At trial, the parties agreed that all affirmative defenses would be determined by the trial court after the jury returned its verdict. (4 R.R. at 51:6-
24). Because the jury found that Appellant did not breach his fiduciary duties (6
C.R. at 2037), there was no need for the trial court to address Appellant’s
affirmative defenses. However, once the trial court reversed the jury’s decision,
it was required to make findings as to Appellant’s statute of limitations defense
which, despite Appellant’s request, it failed to do. (6 C.R. at 42; 6 R.R. at 18:21 -
19:17).
Public policy favors the validity of judgments. See Crawford v.
McDonald , 88 Tex. 626, 33 S.W. 325, 328 (1895). When a court makes findings
of fact, but inadvertently omits an essential element of a ground of recovery or
defense, the presumption of validity will supply the omitted element by
implication. Vickery v. Comm’n for Lawyer Discipline , 5 S.W.3d 241, 252 (Tex.
App.—Houston [1 st Dist.] pet. denied). However, if the record demonstrates the
trial judge deliberately omitted the element, the presumption is refuted and the
element cannot logically be supplied by implication. Id. In other words, the
presumption of validity is rebutted where the record suggests the trial court was
aware of the omission and its alleged significance, yet deliberately omitted the
element from its written findings. Id. at 253.
If a ground of recovery or defense is entirely omitted, i.e., if the trial court omits every element of the particular ground of recovery or defense, this is some
evidence the court did not rely on the ground or defense in reaching its decision.
Id. “In such case, the omission is deemed to be deliberate; ‘the judgment may
not be supported upon appeal by a presumed finding upon any ground of
recovery or defense, no element of which has been included in the findings of
fact . . .’.” Id. citing T EX . R. C IV . P. 299. Refusal of the court to make a finding
requested shall be reviewable on appeal. T EX . R. C IV . P. 299.
Here, the trial court was asked twice to make rulings on Appellant’s statute of limitations defense—first before the charge was submitted to the jury (5 R.R.

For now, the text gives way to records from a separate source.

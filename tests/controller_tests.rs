//! End-to-end scheduling tests against the full memory system.
//!
//! Commands leaving the controller are observed through a recording
//! hook; upstream completions are observed through the driver-facing
//! completion drain.

use std::cell::RefCell;
use std::rc::Rc;

use nvsim::config::Config;
use nvsim::hooks::Hook;
use nvsim::mem::request::{DeviceAddr, OpType, Request};
use nvsim::mem::system::MemorySystem;
use nvsim::SimError;

const BASE: &str = "\
RANKS 1
BANKS 2
ROWS 1024
COLS 64
CHANNELS 1
UseRefresh false
tRCD 10
tRP 10
tRAS 20
tRC 30
tCAS 10
tCCD 4
tBURST 4
tCWD 7
tWR 10
tRTP 5
tWTR 5
AL 0
tRRDR 1
tRRDW 1
tFAW 20
StarvationThreshold 4
QueueSize 8
ClosePage 0
";

#[derive(Debug, Clone, PartialEq, Eq)]
struct IssueRecord {
    op: OpType,
    rank: u64,
    bank: u64,
    row: u64,
}

type SharedLog = Rc<RefCell<Vec<IssueRecord>>>;

struct RecordingHook {
    issued: SharedLog,
}

impl Hook for RecordingHook {
    fn name(&self) -> &str {
        "RecordingHook"
    }

    fn issue_hook(&mut self, req: &Request) {
        self.issued.borrow_mut().push(IssueRecord {
            op: req.op,
            rank: req.addr.rank,
            bank: req.addr.bank,
            row: req.addr.row,
        });
    }
}

fn make_system(overrides: &str) -> (MemorySystem, SharedLog) {
    let text = format!("{}{}", BASE, overrides);
    let config = Config::parse(&text).unwrap();
    let mut system = MemorySystem::new(&config).unwrap();

    let issued: SharedLog = Rc::new(RefCell::new(Vec::new()));
    system.add_hook(Box::new(RecordingHook {
        issued: issued.clone(),
    }));
    (system, issued)
}

fn read_at(physical: u64) -> Request {
    Request::new(
        OpType::Read,
        DeviceAddr {
            physical,
            ..DeviceAddr::default()
        },
    )
}

fn ops(log: &SharedLog) -> Vec<OpType> {
    log.borrow().iter().map(|r| r.op).collect()
}

/// Cold read: ACTIVATE then READ, completing at tRCD + tCAS + tBURST.
#[test]
fn test_cold_read() {
    let (mut system, log) = make_system("");

    system.issue_command(read_at(0)).unwrap();
    system.cycle(40).unwrap();

    assert_eq!(ops(&log), vec![OpType::Activate, OpType::Read]);

    let completed = system.drain_completed();
    assert_eq!(completed.len(), 1);
    assert_eq!(completed[0].op, OpType::Read);
    // ACTIVATE at 0, READ at tRCD, data back tCAS + tBURST later.
    assert_eq!(completed[0].completion_cycle, 10 + 10 + 4);
    assert!(system.is_idle());
}

/// Row-buffer hit: the second read needs no ACTIVATE and follows the
/// first at tCCD.
#[test]
fn test_row_buffer_hit() {
    let (mut system, log) = make_system("");

    system.issue_command(read_at(0)).unwrap();
    system.issue_command(read_at(64)).unwrap(); // same row, next column
    system.cycle(60).unwrap();

    assert_eq!(ops(&log), vec![OpType::Activate, OpType::Read, OpType::Read]);

    let completed = system.drain_completed();
    assert_eq!(completed.len(), 2);
    let gap = completed[1].completion_cycle - completed[0].completion_cycle;
    assert_eq!(gap, 4); // tCCD
}

/// Row conflict: PRECHARGE, ACTIVATE, READ, with the precharge held
/// until tRAS past the first ACTIVATE.
#[test]
fn test_row_conflict() {
    let (mut system, log) = make_system("");

    system.issue_command(read_at(0)).unwrap(); // row 0, bank 0
    system.issue_command(read_at(8192)).unwrap(); // row 1, bank 0
    system.cycle(80).unwrap();

    assert_eq!(
        ops(&log),
        vec![
            OpType::Activate,
            OpType::Read,
            OpType::Precharge,
            OpType::Activate,
            OpType::Read,
        ]
    );

    let rows: Vec<u64> = log.borrow().iter().map(|r| r.row).collect();
    assert_eq!(rows[3], 1);

    let completed = system.drain_completed();
    assert_eq!(completed.len(), 2);
    // PRECHARGE at 20 (tRAS), ACTIVATE at 30 (tRC), READ at 40.
    assert_eq!(completed[1].completion_cycle, 40 + 10 + 4);
}

/// Starvation break: after the configured number of row hits, the
/// conflicting request preempts hits that arrived before it.
#[test]
fn test_starvation_break() {
    let (mut system, log) = make_system("");

    for col in 0..5 {
        system.issue_command(read_at(col * 64)).unwrap(); // row 0 hits
    }
    system.issue_command(read_at(8192)).unwrap(); // row 1, same bank
    system.issue_command(read_at(5 * 64)).unwrap(); // more row 0
    system.issue_command(read_at(6 * 64)).unwrap();
    system.cycle(200).unwrap();

    let read_rows: Vec<u64> = log
        .borrow()
        .iter()
        .filter(|r| r.op == OpType::Read)
        .map(|r| r.row)
        .collect();
    // The row-1 read is served after exactly five row-0 hits, ahead of
    // the row-0 requests queued behind it.
    assert_eq!(read_rows, vec![0, 0, 0, 0, 0, 1, 0, 0]);

    assert_eq!(system.drain_completed().len(), 8);
}

/// A starvation threshold of zero removes hit preemption entirely.
#[test]
fn test_starvation_threshold_zero_is_fcfs() {
    let (mut system, log) = make_system("StarvationThreshold 0\n");

    system.issue_command(read_at(0)).unwrap(); // row 0
    system.issue_command(read_at(8192)).unwrap(); // row 1
    system.issue_command(read_at(64)).unwrap(); // row 0 again
    system.cycle(200).unwrap();

    let read_rows: Vec<u64> = log
        .borrow()
        .iter()
        .filter(|r| r.op == OpType::Read)
        .map(|r| r.row)
        .collect();
    // Queue order wins; the row-0 hit does not jump the row-1 miss.
    assert_eq!(read_rows, vec![0, 1, 0]);
}

/// With the default threshold the same workload lets the hit preempt.
#[test]
fn test_row_hit_preempts_below_threshold() {
    let (mut system, log) = make_system("");

    system.issue_command(read_at(0)).unwrap(); // row 0
    system.issue_command(read_at(8192)).unwrap(); // row 1
    system.issue_command(read_at(64)).unwrap(); // row 0 again
    system.cycle(200).unwrap();

    let read_rows: Vec<u64> = log
        .borrow()
        .iter()
        .filter(|r| r.op == OpType::Read)
        .map(|r| r.row)
        .collect();
    assert_eq!(read_rows, vec![0, 0, 1]);
}

/// QueueSize 1 applies backpressure after a single outstanding request.
#[test]
fn test_queue_size_one_is_serial() {
    let (mut system, _log) = make_system("QueueSize 1\n");

    system.issue_command(read_at(0)).unwrap();
    let rejected = system.issue_command(read_at(64));
    assert!(rejected.is_err());

    // Once the first request drains the queue accepts again.
    system.cycle(40).unwrap();
    assert_eq!(system.drain_completed().len(), 1);
    let retry = rejected.unwrap_err();
    assert!(system.issue_command(retry).is_ok());
}

/// Restricted close-page fuses a precharge into every column op.
#[test]
fn test_close_page_restricted() {
    let (mut system, log) = make_system("ClosePage 2\n");

    system.issue_command(read_at(0)).unwrap();
    system.issue_command(read_at(64)).unwrap(); // same row
    system.cycle(120).unwrap();

    assert_eq!(
        ops(&log),
        vec![
            OpType::Activate,
            OpType::ReadPrecharge,
            OpType::Activate,
            OpType::ReadPrecharge,
        ]
    );
    assert_eq!(system.drain_completed().len(), 2);
}

/// Relaxed close-page only closes the row behind the last queued hit.
#[test]
fn test_close_page_relaxed() {
    let (mut system, log) = make_system("ClosePage 1\n");

    system.issue_command(read_at(0)).unwrap();
    system.issue_command(read_at(64)).unwrap();
    system.cycle(80).unwrap();

    assert_eq!(
        ops(&log),
        vec![OpType::Activate, OpType::Read, OpType::ReadPrecharge]
    );
}

/// Requests route to their channel and both channels make progress.
#[test]
fn test_multi_channel_routing() {
    let (mut system, log) = make_system("CHANNELS 2\n");

    system.issue_command(read_at(0)).unwrap(); // channel 0
    system.issue_command(read_at(4096)).unwrap(); // channel 1
    system.cycle(40).unwrap();

    let completed = system.drain_completed();
    assert_eq!(completed.len(), 2);
    let mut channels: Vec<u64> = completed.iter().map(|r| r.addr.channel).collect();
    channels.sort_unstable();
    assert_eq!(channels, vec![0, 1]);

    // Each channel produced its own activate/read pair.
    let activates = ops(&log)
        .iter()
        .filter(|&&op| op == OpType::Activate)
        .count();
    assert_eq!(activates, 2);
}

/// Writes complete and report write latency out of the write path.
#[test]
fn test_write_round_trip() {
    let (mut system, log) = make_system("");

    let mut req = Request::new(
        OpType::Write,
        DeviceAddr {
            physical: 128,
            ..DeviceAddr::default()
        },
    );
    req.data = Some(vec![0xde, 0xad]);
    system.issue_command(req).unwrap();
    system.cycle(40).unwrap();

    assert_eq!(ops(&log), vec![OpType::Activate, OpType::Write]);
    let completed = system.drain_completed();
    assert_eq!(completed.len(), 1);
    // WRITE at tRCD, data done tCWD + tBURST later.
    assert_eq!(completed[0].completion_cycle, 10 + 7 + 4);
    assert_eq!(completed[0].data.as_deref(), Some(&[0xde, 0xad][..]));
}

/// The FCFS policy serves strictly in arrival order.
#[test]
fn test_fcfs_controller() {
    let (mut system, log) = make_system("MEM_CTL FCFS\n");

    system.issue_command(read_at(0)).unwrap(); // row 0
    system.issue_command(read_at(8192)).unwrap(); // row 1
    system.issue_command(read_at(64)).unwrap(); // row 0
    system.cycle(200).unwrap();

    let read_rows: Vec<u64> = log
        .borrow()
        .iter()
        .filter(|r| r.op == OpType::Read)
        .map(|r| r.row)
        .collect();
    assert_eq!(read_rows, vec![0, 1, 0]);
    assert_eq!(system.drain_completed().len(), 3);
}

/// Unknown controller names are a configuration error.
#[test]
fn test_unknown_controller_rejected() {
    let text = format!("{}MEM_CTL NoSuchPolicy\n", BASE);
    let config = Config::parse(&text).unwrap();
    assert!(MemorySystem::new(&config).is_err());
}

/// The hook factory builds known hooks and rejects unknown names.
#[test]
fn test_hook_factory() {
    assert!(nvsim::hooks::create_hook("RequestTracer").is_some());
    assert!(nvsim::hooks::create_hook("NoSuchHook").is_none());

    // A configured tracer must not disturb the simulation.
    let text = format!("{}Hooks RequestTracer\n", BASE);
    let config = Config::parse(&text).unwrap();
    let mut system = MemorySystem::new(&config).unwrap();
    system.issue_command(read_at(0)).unwrap();
    system.cycle(40).unwrap();
    assert_eq!(system.drain_completed().len(), 1);
}

/// The watchdog turns a permanently unissuable command into a fatal,
/// named diagnostic.
#[test]
fn test_deadlock_watchdog() {
    let (mut system, _log) = make_system("tRC 2000000\n");

    system.issue_command(read_at(0)).unwrap(); // row 0
    system.issue_command(read_at(8192)).unwrap(); // row 1: needs re-activate

    let result = system.cycle(1_100_000);
    match result {
        Err(SimError::Deadlock {
            channel,
            rank,
            bank,
            current_cycle,
            queued_cycle,
            ..
        }) => {
            assert_eq!(channel, 0);
            assert_eq!(rank, 0);
            assert_eq!(bank, 0);
            assert!(current_cycle - queued_cycle > 1_000_000);
        }
        other => panic!("expected deadlock, got {:?}", other.map(|_| "ok")),
    }
}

at 51:6-23), and again in Appellant’s request for findings of fact and conclusions
of law. (6 C.R. at 2095). Because the trial court’s findings of fact omit every
element of Appellant’s statute of limitations defense, the Final Judgment cannot
be supported on appeal because the affirmative defense, though properly before
the trial court, was not even considered. The trial court’s failure to make findings
regarding Appellant’s limitations defense constitutes reversible error because it
has prevented Appellant from adequately presenting the matter on appeal.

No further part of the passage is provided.